知らない本や文章を知るということでは、僕の場合、吉田健一『金沢・酒宴』を取り上げた角田文代の次のくだり。
「私は日本酒に詳しくはないが、読んでいるとやっぱりあの、澄んだ酒が飲みたくなる。」ということで、飲んでしまえばそれまでですが、「『酒宴』という作品がある。
この作品で書かれている、菊正はこう、初孫はこう、爛漫は、千福は、勇駒は、と次々なされる酒の描写があまりにもみごとで、文字を目で追うだけで酔ったかのような気持ちになる」のだそうで、酒を飲んじゃいけない僕は、この文章をきっと読むでしょう。
「たい焼き」のたいは、ひらがな
子どものころ、親父の土産は「たい焼き」でした。それを、僕は「きんととまんじゅう」と呼んでいた。甘いものの記憶は、そこから始まっていると思います。
さて、すごく奇特な人がいて、「東京中のたい焼きを全部食べよう」と決意して、淡々としてそれを続け、実に3000匹ものたい焼きを食べたのが、この本の著者です。

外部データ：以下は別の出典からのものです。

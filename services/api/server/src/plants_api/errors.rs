use crate::shared::errors::ApiError;
use crate::storage::StorageError;

pub type HandlerResult<T> = Result<T, ApiError>;

#[derive(Debug, thiserror::Error)]
pub enum Error {
    #[error("Plant {0} not found")]
    NotFound(i32),

    #[error(transparent)]
    Storage(#[from] StorageError),
}

impl crate::plants_api::error_recorder::IntoApiError for Error {
    fn code(&self) -> &'static str {
        match self {
            Error::NotFound(_) => "not_found",
            Error::Storage(StorageError::Pool(_)) => "pool_error",
            Error::Storage(_) => "storage_error",
        }
    }

    fn into_api_error(self) -> ApiError {
        match self {
            Error::NotFound(_) => ApiError::plant_not_found(),
            // The storage detail stays in the logs.
            Error::Storage(e) => {
                tracing::error!(error = %e, "plant storage failure");
                ApiError::internal_server_error()
            }
        }
    }
}
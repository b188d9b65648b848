use axum::extract::FromRequestParts;
use axum::http::request::Parts;
use uuid::Uuid;

use crate::shared::errors::REQUEST_ID_HEADER;

/// Request id from the `x-request-id` header, or a fresh v4 UUID when the
/// header is missing or not a UUID.
#[derive(Debug, Clone, Copy)]
pub struct RequestId(pub Uuid);

impl<S> FromRequestParts<S> for RequestId
where
    S: Send + Sync,
{
    type Rejection = std::convert::Infallible;

    async fn from_request_parts(
        parts: &mut Parts,
        _: &S,
    ) -> Result<Self, Self::Rejection> {
        let request_id = parts
            .headers
            .get(REQUEST_ID_HEADER)
            .and_then(|header| header.to_str().ok())
            .and_then(|header_str| Uuid::parse_str(header_str).ok())
            .unwrap_or_else(Uuid::new_v4);

        Ok(Self(request_id))
    }
}

impl std::ops::Deref for RequestId {
    type Target = Uuid;

    fn deref(&self) -> &Self::Target {
        &self.0
    }
}

impl std::fmt::Display for RequestId {
    fn fmt(&self, f: &mut std::fmt::Formatter<'_>) -> std::fmt::Result {
        write!(f, "{}", self.0)
    }
}
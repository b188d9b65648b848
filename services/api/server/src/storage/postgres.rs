use async_trait::async_trait;
use diesel_async::RunQueryDsl;
use futures::FutureExt;
use postgres_models::connection::{Pool, with_connection, with_transaction};

use super::{
    NewPlant, Plant, PlantGateway, PlantPatch, StorageError, StorageResult,
};

/// Postgres-backed gateway; every call checks a connection out of the pool
/// for its own duration only.
#[derive(Clone)]
pub struct PgPlantGateway {
    pool: Pool,
}

impl PgPlantGateway {
    pub fn new(pool: Pool) -> Self {
        Self { pool }
    }
}

#[async_trait]
impl PlantGateway for PgPlantGateway {
    async fn find_all(&self) -> StorageResult<Vec<Plant>> {
        with_connection(&self.pool, |mut conn| async move {
            Plant::find_all(&mut conn).await
        })
        .await
        .map_err(StorageError::from)
    }

    async fn find_by_id(&self, id: i32) -> StorageResult<Option<Plant>> {
        with_connection(&self.pool, |mut conn| async move {
            Plant::find_by_id(id, &mut conn).await
        })
        .await
        .map_err(StorageError::from)
    }

    async fn update(
        &self,
        id: i32,
        patch: PlantPatch,
    ) -> StorageResult<Option<Plant>> {
        with_transaction::<_, _, diesel::result::Error>(
            &self.pool,
            move |conn| {
                async move {
                    let Some(mut plant) =
                        Plant::find_by_id_for_update(id, conn).await?
                    else {
                        return Ok(None);
                    };

                    if patch.is_empty() {
                        return Ok(Some(plant));
                    }

                    patch.apply(&mut plant);
                    plant.save(conn).await.map(Some)
                }
                .boxed()
            },
        )
        .await
        .map_err(StorageError::from)
    }

    async fn delete(&self, id: i32) -> StorageResult<bool> {
        with_connection(&self.pool, |mut conn| async move {
            Plant::delete(id, &mut conn).await
        })
        .await
        .map(|deleted| deleted > 0)
        .map_err(StorageError::from)
    }

    async fn create(&self, plant: NewPlant) -> StorageResult<Plant> {
        with_connection(&self.pool, |mut conn| async move {
            Plant::create(plant, &mut conn).await
        })
        .await
        .map_err(StorageError::from)
    }

    async fn ping(&self) -> StorageResult<()> {
        with_connection(&self.pool, |mut conn| async move {
            diesel::sql_query("SELECT 1").execute(&mut conn).await
        })
        .await
        .map(|_| ())
        .map_err(StorageError::from)
    }
}
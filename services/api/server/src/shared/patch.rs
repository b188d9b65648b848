use serde::{Deserialize, Deserializer};

/// A field of a merge-patch body: either absent from the payload or set to
/// a value.
///
/// Use with `#[serde(default)]` so that a missing key becomes
/// [`Patch::Missing`]. A present key must deserialize as `T`, so `null` is
/// only accepted when `T` accepts it.
#[derive(Debug, Clone, PartialEq, Eq)]
pub enum Patch<T> {
    Missing,
    Set(T),
}

impl<T> Default for Patch<T> {
    fn default() -> Self {
        Patch::Missing
    }
}

impl<T> Patch<T> {
    pub fn is_missing(&self) -> bool {
        matches!(self, Patch::Missing)
    }

    pub fn as_option(&self) -> Option<&T> {
        match self {
            Patch::Missing => None,
            Patch::Set(value) => Some(value),
        }
    }
}

impl<T: Clone> Patch<T> {
    /// Overwrite `target` if the field was present in the payload.
    pub fn merge_into(&self, target: &mut T) {
        if let Patch::Set(value) = self {
            *target = value.clone();
        }
    }
}

impl<'de, T> Deserialize<'de> for Patch<T>
where
    T: Deserialize<'de>,
{
    fn deserialize<D>(deserializer: D) -> Result<Self, D::Error>
    where
        D: Deserializer<'de>,
    {
        T::deserialize(deserializer).map(Patch::Set)
    }
}

#[cfg(test)]
mod tests {
    use super::*;

    #[derive(Debug, Deserialize)]
    struct Body {
        #[serde(default)]
        name: Patch<String>,
        #[serde(default)]
        note: Patch<Option<String>>,
    }

    #[test]
    fn test_absent_key_is_missing() {
        let body: Body = serde_json::from_str("{}").unwrap();
        assert!(body.name.is_missing());
        assert!(body.note.is_missing());
    }

    #[test]
    fn test_present_key_is_set() {
        let body: Body =
            serde_json::from_str(r#"{"name": "Fern", "note": null}"#).unwrap();
        assert_eq!(body.name, Patch::Set("Fern".to_string()));
        assert_eq!(body.note, Patch::Set(None));
    }

    #[test]
    fn test_null_is_rejected_for_non_nullable_field() {
        let result = serde_json::from_str::<Body>(r#"{"name": null}"#);
        assert!(result.is_err());
    }

    #[test]
    fn test_merge_into_only_touches_set_fields() {
        let mut value = "Fern".to_string();
        Patch::<String>::Missing.merge_into(&mut value);
        assert_eq!(value, "Fern");

        Patch::Set("Cactus".to_string()).merge_into(&mut value);
        assert_eq!(value, "Cactus");
    }
}
use axum::Router;
use axum::routing::get;

pub mod delete_plant;
pub(crate) mod error_recorder;
pub(crate) mod errors;
pub mod get_plant;
pub mod list_plants;
pub mod models;
pub mod update_plant;

pub fn get_routes(state: crate::AppState) -> Router {
    Router::new()
        .route("/plants", get(list_plants::handler))
        .route(
            "/plants/{id}",
            get(get_plant::handler)
                .patch(update_plant::handler)
                .delete(delete_plant::handler),
        )
        .with_state(state)
}
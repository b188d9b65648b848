use utoipa::OpenApi;

/// OpenAPI documentation for the plant endpoints
#[derive(OpenApi)]
#[openapi(
    paths(
        crate::plants_api::list_plants::handler,
        crate::plants_api::get_plant::handler,
        crate::plants_api::update_plant::handler,
        crate::plants_api::delete_plant::handler,
    ),
    components(schemas(
        crate::plants_api::models::PlantResponse,
        crate::plants_api::models::ErrorResponse,
        crate::storage::PlantPatch,
    )),
    info(
        title = "Plants API",
        version = "1.0.0",
        description = "CRUD access to the plant catalog",
        license(name = "Apache-2.0")
    ),
    tags(
        (name = "plants", description = "Plant catalog records")
    )
)]
pub struct PlantsApiDoc;

impl PlantsApiDoc {
    pub fn openapi() -> utoipa::openapi::OpenApi {
        <PlantsApiDoc as utoipa::OpenApi>::openapi()
    }

    pub fn openapi_json() -> serde_json::Value {
        serde_json::to_value(Self::openapi()).unwrap_or_else(|e| {
            tracing::error!("Failed to serialize OpenAPI spec: {e}");
            serde_json::Value::Null
        })
    }
}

著者は、自家用車を使わずに、電車を乗り継ぎ、あとは歩いて、ひたすらたい焼き屋に向かうのだそうで、それは、たい焼きとその店がある町との関係性がご当地のたい焼きの味だということを知っているからでしょう。
それは、「たい焼きの『餡』が教えてくれる町のところで、漉し餡と粒あんがあるのに、たい焼きにはなぜ漉し餡が少ないのか、を考察したところを読むとよくわかります。
ところで、たい焼きの食べごろはいつなのでしょうか?五回の食べごろがあるというのです。「焼きたて」以外の具体的なタイミングは、本書をお読みいただきた。まことに奥深い実体験と考察が語られています。
そして、ここを読んで、僕の子供のころの体験が、素材の力を知る一番の食べ時だったことを知り、いまさらながらに、親父の愛情もそこはかとなく感じるのでした。
近所の「たい焼き屋」を知るには、この本でしょう。